If all this is true then there's very little we can do anything about it.


----------



## Kerr (Mar 27, 2012)

ITV hold the rights of the European and World Cup qualifying games until 2022.


----------



## tmitch45 (Jul 29, 2006)

I had a look on Radio times and couldn't find The England matches this Sat and Tues? I'll have another look.


----------



## tmitch45 (Jul 29, 2006)

Soul boy 68 said:


> If all this is true then there's very little we can do anything about it.


I know just sad times mate


----------



## RandomlySet (Jul 10, 2007)

Kerr said:


> ITV hold the rights of the European and World Cup qualifying games until 2022.


Not that I really care that much about football these days, but although ITV hold the rights, I guess technically they could sell them on to the highest bidder


----------



## Kerr (Mar 27, 2012)

RandomlySet said:


> Not that I really care that much about football these days, but although ITV hold the rights, I guess technically they could sell them on to the highest bidder


They bought the rights to show the games. I doubt they have the right to sell the rights for further profit.

It is an absolute joke the money Sky and BT put into English football. The viewing figures are slumping, but the deal is going up in value.

The average viewing figures for a premier league game is now under 1m. Sky pay over £11m per game in the current deal.
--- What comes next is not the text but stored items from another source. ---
//! CLI binary for bookgen.
//!
//! A thin shim over the library crate that maps CLI flags
//! to `AssemblyConfig` and prints results.

use anyhow::{bail, Context, Result};
use bookgen::{
    assemble, assemble_from, summarize, write_document, AssemblyConfig, AssemblyOutput,
    AssemblyProgressCallback, BookRequest, ContentSource, GeneratorResponse, ImageSlot,
    ProgressCallback, RawContent,
};
use clap::Parser;
use indicatif::{ProgressBar, ProgressStyle};
use std::collections::HashMap;
use std::io::{self, Write};
use std::path::PathBuf;
use std::sync::atomic::{AtomicBool, AtomicUsize, Ordering};
use std::sync::{Arc, Mutex};
use std::time::{Duration, Instant};
use tracing_subscriber::EnvFilter;

// ── ANSI colour helpers (no extra deps) ──────────────────────────────────────

fn green(s: &str) -> String {
    format!("\x1b[32m{s}\x1b[0m")
}
fn red(s: &str) -> String {
    format!("\x1b[31m{s}\x1b[0m")
}
fn dim(s: &str) -> String {
    format!("\x1b[2m{s}\x1b[0m")
}
fn bold(s: &str) -> String {
    format!("\x1b[1m{s}\x1b[0m")
}
fn cyan(s: &str) -> String {
    format!("\x1b[36m{s}\x1b[0m")
}

const TICKS: &[&str] = &["⠋", "⠙", "⠹", "⠸", "⠼", "⠴", "⠦", "⠧", "⠇", "⠏", "⠿"];

// ── CLI progress callback using indicatif ────────────────────────────────────

/// Terminal progress callback: a spinner while content is generated, then a
/// bar over the image downloads. Image events arrive out of order.
struct CliProgressCallback {
    bar: ProgressBar,
    /// Per-slot wall-clock start times for elapsed reporting.
    start_times: Mutex<HashMap<ImageSlot, Instant>>,
    activated: AtomicBool,
    unavailable: AtomicUsize,
}

impl CliProgressCallback {
    fn new() -> Arc<Self> {
        let bar = ProgressBar::new(0);
        let spinner_style = ProgressStyle::with_template("{spinner:.cyan} {prefix:.bold}  {msg}")
            .unwrap_or_else(|_| ProgressStyle::default_spinner())
            .tick_strings(TICKS);

        bar.set_style(spinner_style);
        bar.set_prefix("Generating");
        bar.set_message("Waiting for content…");
        bar.enable_steady_tick(Duration::from_millis(80));

        Arc::new(Self {
            bar,
            start_times: Mutex::new(HashMap::new()),
            activated: AtomicBool::new(false),
            unavailable: AtomicUsize::new(0),
        })
    }

    /// Switch to the full progress-bar style once the image count is known.
    fn activate_bar(&self, total: usize) {
        if self.activated.swap(true, Ordering::SeqCst) {
            return;
        }
        let progress_style = ProgressStyle::with_template(
            "{spinner:.cyan} {prefix:.bold}  \
             [{bar:42.green/238}] {pos:>3}/{len} images  \
             ⏱ {elapsed_precise}",
        )
        .unwrap_or_else(|_| ProgressStyle::default_bar())
        .progress_chars("█▉▊▋▌▍▎▏  ")
        .tick_strings(TICKS);

        self.bar.set_length(total as u64);
        self.bar.set_style(progress_style);
        self.bar.set_prefix("Fetching");
    }

    fn elapsed_secs(&self, slot: ImageSlot) -> f64 {
        self.start_times
            .lock()
            .ok()
            .and_then(|mut times| times.remove(&slot))
            .map(|t| t.elapsed().as_secs_f64())
            .unwrap_or(0.0)
    }
}

impl AssemblyProgressCallback for CliProgressCallback {
    fn on_content_ready(&self, source: ContentSource, chapter_count: usize) {
        let from = match source {
            ContentSource::Generator => "generator",
            ContentSource::Fragments => "legacy fragments",
            ContentSource::Supplied => "supplied content",
        };
        self.bar.println(format!(
            "{} {}",
            cyan("◆"),
            bold(&format!("{chapter_count} chapters from {from}"))
        ));
    }

    fn on_image_start(&self, slot: ImageSlot, total: usize) {
        self.activate_bar(total);
        if let Ok(mut times) = self.start_times.lock() {
            times.insert(slot, Instant::now());
        }
        self.bar.set_message(slot.to_string());
    }

    fn on_image_resolved(&self, slot: ImageSlot, _total: usize) {
        let secs = self.elapsed_secs(slot);
        self.bar.println(format!(
            "  {} {:<12}  {}",
            green("✓"),
            slot.to_string(),
            dim(&format!("{secs:.1}s")),
        ));
        self.bar.inc(1);
    }

    fn on_image_unavailable(&self, slot: ImageSlot, _total: usize, error: &str) {
        let secs = self.elapsed_secs(slot);
        self.unavailable.fetch_add(1, Ordering::SeqCst);

        // Truncate very long error messages to keep output tidy.
        let msg: String = if error.chars().count() > 80 {
            let mut s: String = error.chars().take(79).collect();
            s.push('\u{2026}');
            s
        } else {
            error.to_string()
        };

        self.bar.println(format!(
            "  {} {:<12}  {}  {}",
            red("✗"),
            slot.to_string(),
            red(&msg),
            dim(&format!("{secs:.1}s")),
        ));
        self.bar.inc(1);
    }

    fn on_assembly_complete(&self, section_count: usize, images_resolved: usize) {
        self.bar.finish_and_clear();
        let missing = self.unavailable.load(Ordering::SeqCst);
        if missing == 0 {
            eprintln!(
                "{} {} sections composed, {} images",
                green("✔"),
                bold(&section_count.to_string()),
                images_resolved
            );
        } else {
            eprintln!(
                "{} {} sections composed, {} images  ({} unavailable)",
                cyan("⚠"),
                bold(&section_count.to_string()),
                images_resolved,
                red(&missing.to_string()),
            );
        }
    }
}

const AFTER_HELP: &str = r#"EXAMPLES:
  # Generate and assemble a book (HTML on stdout)
  bookgen --author "Ada Lovelace" --topics "engines, looms" \
          --generator python3 ai_generator.py

  # Write the hand-off page to a file
  bookgen --author Ada --topics Rust -o book.html

  # Assemble a saved generator response, no generator call
  bookgen --author Ada --topics Rust --content response.json -o book.html

  # Legacy mode: assemble previously uploaded fragments
  bookgen --author Ada --topics Rust --fragments-dir uploads \
          --fragment Vorwort.html --fragment kapitel1.html --fragment Nachwort.html

  # Structured document as JSON, or just the run summary
  bookgen --author Ada --topics Rust --json > document.json
  bookgen --author Ada --topics Rust --summary

GENERATOR PROTOCOL:
  The generator is run as: <CMD…> book <author> <topics> <language>
  and must print one JSON object on stdout, either the book
  ({"title", "chapters": [{"title", "content", "image"}], …})
  or {"error": "message"}.

ENVIRONMENT VARIABLES:
  BOOKGEN_GENERATOR_CMD   Whitespace-separated generator command
  BOOKGEN_ASSET_DIR       Where downloaded images are stored
  RUST_LOG                Override log filter (e.g. bookgen=debug)
"#;

/// Assemble generated or uploaded content into a print-ready book.
#[derive(Parser, Debug)]
#[command(
    name = "bookgen",
    version,
    about = "Assemble generated or uploaded content into a print-ready book",
    long_about = "Assemble a book from an external content generator (or legacy uploaded \
fragments): normalise the text, download chapter and cover images, and compose cover, \
table of contents, chapters and afterword into one document for a page renderer.",
    arg_required_else_help = true,
    color = clap::ColorChoice::Auto,
    after_long_help = AFTER_HELP
)]
struct Cli {
    /// Author name shown on the cover.
    #[arg(long, env = "BOOKGEN_AUTHOR")]
    author: String,

    /// Comma-separated topics.
    #[arg(long, env = "BOOKGEN_TOPICS", default_value = "")]
    topics: String,

    /// Book language (e.g. English, German).
    #[arg(long, env = "BOOKGEN_LANGUAGE")]
    language: Option<String>,

    /// Publisher line on the cover.
    #[arg(long, env = "BOOKGEN_PUBLISHER")]
    publisher: Option<String>,

    /// Title to use when the generator supplies none.
    #[arg(long)]
    title: Option<String>,

    /// Generator command and its leading arguments.
    #[arg(long, num_args = 1.., value_name = "CMD")]
    generator: Option<Vec<String>>,

    /// Read generator JSON from this file instead of running a generator.
    #[arg(long, value_name = "FILE", conflicts_with = "generator")]
    content: Option<PathBuf>,

    /// Directory holding legacy fragment files.
    #[arg(long, env = "BOOKGEN_FRAGMENTS_DIR")]
    fragments_dir: Option<PathBuf>,

    /// Fragment file name, in book order. Repeatable.
    #[arg(long = "fragment", value_name = "NAME")]
    fragments: Vec<String>,

    /// Never fall back to fragments when the generator fails.
    #[arg(long)]
    no_fallback: bool,

    /// Directory for downloaded images.
    #[arg(long, env = "BOOKGEN_ASSET_DIR", default_value = "uploads")]
    asset_dir: PathBuf,

    /// Per-image download timeout in seconds.
    #[arg(long, env = "BOOKGEN_IMAGE_TIMEOUT", default_value_t = 10)]
    image_timeout: u64,

    /// Generator timeout in seconds.
    #[arg(long, env = "BOOKGEN_GENERATION_TIMEOUT", default_value_t = 300)]
    generation_timeout: u64,

    /// Number of concurrent image downloads.
    #[arg(long, env = "BOOKGEN_IMAGE_CONCURRENCY", default_value_t = 4)]
    image_concurrency: usize,

    /// Date format for the cover (chrono strftime syntax).
    #[arg(long, env = "BOOKGEN_DATE_FORMAT")]
    date_format: Option<String>,

    /// Write the HTML hand-off to this file instead of stdout.
    #[arg(short, long, env = "BOOKGEN_OUTPUT")]
    output: Option<PathBuf>,

    /// Output the structured document (ComposedDocument) as JSON.
    #[arg(long, conflicts_with = "summary")]
    json: bool,

    /// Output only the run summary as JSON; never fails the process.
    #[arg(long)]
    summary: bool,

    /// Disable progress bar.
    #[arg(long, env = "BOOKGEN_NO_PROGRESS")]
    no_progress: bool,

    /// Enable DEBUG-level tracing logs.
    #[arg(short, long, env = "BOOKGEN_VERBOSE")]
    verbose: bool,

    /// Suppress all output except errors.
    #[arg(short, long, env = "BOOKGEN_QUIET")]
    quiet: bool,
}

#[tokio::main]
async fn main() -> Result<()> {
    let cli = Cli::parse();

    // ── Logging setup ────────────────────────────────────────────────────
    // The progress bar replaces INFO logs; verbose always wins.
    let show_progress = !cli.quiet && !cli.no_progress && !cli.json && !cli.summary;
    let filter = if cli.verbose {
        "debug"
    } else if cli.quiet || show_progress {
        "error"
    } else {
        "info"
    };

    tracing_subscriber::fmt()
        .with_env_filter(
            EnvFilter::try_from_default_env().unwrap_or_else(|_| EnvFilter::new(filter)),
        )
        .with_writer(io::stderr)
        .init();

    // ── Build request + config ───────────────────────────────────────────
    let request = build_request(&cli);

    let progress_cb: Option<ProgressCallback> = if show_progress {
        Some(CliProgressCallback::new() as Arc<dyn AssemblyProgressCallback>)
    } else {
        None
    };
    let config = build_config(&cli, progress_cb)?;

    // ── Run assembly ─────────────────────────────────────────────────────
    let result = match cli.content {
        Some(ref path) => {
            let raw = read_content(path).await?;
            assemble_from(raw, &request, &config).await
        }
        None => assemble(&request, &config).await,
    };

    if cli.summary {
        let summary = summarize(&result);
        println!(
            "{}",
            serde_json::to_string_pretty(&summary).context("Failed to serialise summary")?
        );
        return Ok(());
    }

    let output = result.context("Assembly failed")?;

    if let Some(ref output_path) = cli.output {
        write_document(&output.document, output_path)
            .await
            .context("Failed to write document")?;
        if !cli.quiet {
            print_footer(&output, Some(output_path));
        }
    } else if cli.json {
        let json = serde_json::to_string_pretty(&output.document)
            .context("Failed to serialise document")?;
        println!("{json}");
    } else {
        let html = bookgen::pipeline::render::to_html(&output.document);
        let stdout = io::stdout();
        let mut handle = stdout.lock();
        handle
            .write_all(html.as_bytes())
            .context("Failed to write to stdout")?;
        if !cli.quiet && !show_progress {
            print_footer(&output, None);
        }
    }

    Ok(())
}

fn print_footer(output: &AssemblyOutput, path: Option<&PathBuf>) {
    let stats = &output.stats;
    let marker = if stats.images_absent == 0 {
        green("✔")
    } else {
        cyan("⚠")
    };
    let target = path
        .map(|p| format!("  →  {}", bold(&p.display().to_string())))
        .unwrap_or_default();
    eprintln!(
        "{}  '{}'  {} chapters  {}/{} images  {}ms{}",
        marker,
        output.book.title,
        stats.chapter_count,
        stats.images_resolved,
        stats.images_requested,
        stats.total_duration_ms,
        target,
    );
    for failure in &output.asset_failures {
        eprintln!("   {}", dim(&failure.to_string()));
    }
}

fn build_request(cli: &Cli) -> BookRequest {
    let mut request = BookRequest::new(cli.author.clone(), cli.topics.split(','))
        .with_fragments(cli.fragments.iter().cloned());
    if let Some(ref language) = cli.language {
        request = request.with_language(language.clone());
    }
    if let Some(ref publisher) = cli.publisher {
        request = request.with_publisher(publisher.clone());
    }
    if let Some(ref title) = cli.title {
        request = request.with_title(title.clone());
    }
    request
}

/// Map CLI args to `AssemblyConfig`.
fn build_config(cli: &Cli, progress: Option<ProgressCallback>) -> Result<AssemblyConfig> {
    let mut builder = AssemblyConfig::builder()
        .asset_dir(cli.asset_dir.clone())
        .image_timeout_secs(cli.image_timeout)
        .generation_timeout_secs(cli.generation_timeout)
        .image_concurrency(cli.image_concurrency)
        .fallback_to_fragments(!cli.no_fallback);

    if let Some(ref command) = cli.generator {
        let Some((program, args)) = command.split_first() else {
            bail!("--generator needs a command");
        };
        builder = builder.generator_command(program.clone(), args.iter().cloned());
    }
    if let Some(ref dir) = cli.fragments_dir {
        builder = builder.fragments_dir(dir.clone());
    }
    if let Some(ref language) = cli.language {
        builder = builder.default_language(language.clone());
    }
    if let Some(ref format) = cli.date_format {
        builder = builder.date_format(format.clone());
    }
    if let Some(cb) = progress {
        builder = builder.progress_callback(cb);
    }

    builder.build().context("Invalid configuration")
}

/// Parse a saved generator response.
async fn read_content(path: &PathBuf) -> Result<RawContent> {
    let text = tokio::fs::read_to_string(path)
        .await
        .with_context(|| format!("Failed to read content from {:?}", path))?;
    let response: GeneratorResponse = serde_json::from_str(&text)
        .with_context(|| format!("{:?} is not a generator response", path))?;
    Ok(response.into())
}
Over £11 per viewer per game!!!!!!! That costs each subscriber £18 per month.

Then you wonder why the rest of Sky is full of old repeats and channel filler. They are pumping way too much money into football.


----------



## Ben_W (Feb 15, 2009)

I'm going to watch the England Vs Switzerland game as it's at the Leicester City ground!


----------



## tmitch45 (Jul 29, 2006)

Ben_W said:


> I'm going to watch the England Vs Switzerland game as it's at the Leicester City ground!


I was considering it but apparently only £50 tickets left!


----------



## wish wash (Aug 25, 2011)

Its a shame when you cant even watch your home country on tv. By that i mean it should be on the bbc. You have to pay your tv license. I understand its business but not everyone wants sky or can afford it. Then they wonder why people use Kodi to watch it for free


----------



## Kerr (Mar 27, 2012)

wish wash said:


> Its a shame when you cant even watch your home country on tv. By that i mean it should be on the bbc. You have to pay your tv license. I understand its business but not everyone wants sky or can afford it. Then they wonder why people use Kodi to watch it for free


The BBC simply can't afford it. Then if England are on BBC it would only be fair for the rest of the home counties too.

They are discussing English football on football focus now. Only 20% of the minutes played in the top six have been English players. Less kids are inspired to play football as it's not on the TV for them to see.

Sadly football is all about money. Everyone is seeking the big tv deals and it will only get worse. It's not really the BBC's fault they've been priced out of the game.

However, they also pay silly money for football related people. Gary Lineker gets paid £1.75m per year. I like Gary, but why is his salary so much higher than other presenters just because he fronts football?


----------



## robertdon777 (Nov 3, 2005)

Kerr said:


> The BBC simply can't afford it. Then if England are on BBC it would only be fair for the rest of the home counties too.
> 
> They are discussing English football on football focus now. Only 20% of the minutes played in the top six have been English players. Less kids are inspired to play football as it's not on the TV for them to see.
> 
> ...


Nail on the head.

BBC can afford it but choose to spend on presenters and crap like Eastenders


----------



## Kerr (Mar 27, 2012)

robertdon777 said:


> Nail on the head.
> 
> BBC can afford it but choose to spend on presenters and crap like Eastenders


Sky are paying over £11m for the rights of each premier league game. The BBC can't afford that.

It took 5 years and cost £8m to make the original Planet Earth series that pulled in 11m+ viewers. An incredible series of documentaries for £8m, or watching Huddersfield v. Cardiff City for £11m plus all production costs?

I'm not an Eastenders fan, but when you think that the show goes out 5 nights a week and pulls 5-6 million every night their salaries don't look bad.

Gary Lineker only does MOTD once a week, with 3m viewers, and live games vary a lot. It's still nowhere near as much work and he gets £1.75m.

The highest paid Eastenders characters came in the £200,000-249,999 pay bracket. There was only 2 I believe.

Reading the salaries of people in the soaps they don't earn anywhere near what I thought, especially when you factor in viewing figures.


----------



## robertdon777 (Nov 3, 2005)

It's not just Salary that makes a show though, its all the bits around it.

The BBC spend too much on programmes no one person would miss.

They can afford the Sport but choose to spend on mainly rubbish. They have a huge income stream but spend it like any other big public company...without regard. A private company would have much tighter purse strings.

Out of the programmes the BBC produce usually only 1 to 2 per year are worth a mention. They are slow moving, bit like the High Street Big Boys, their time is coming to an end...quicker than they think.


----------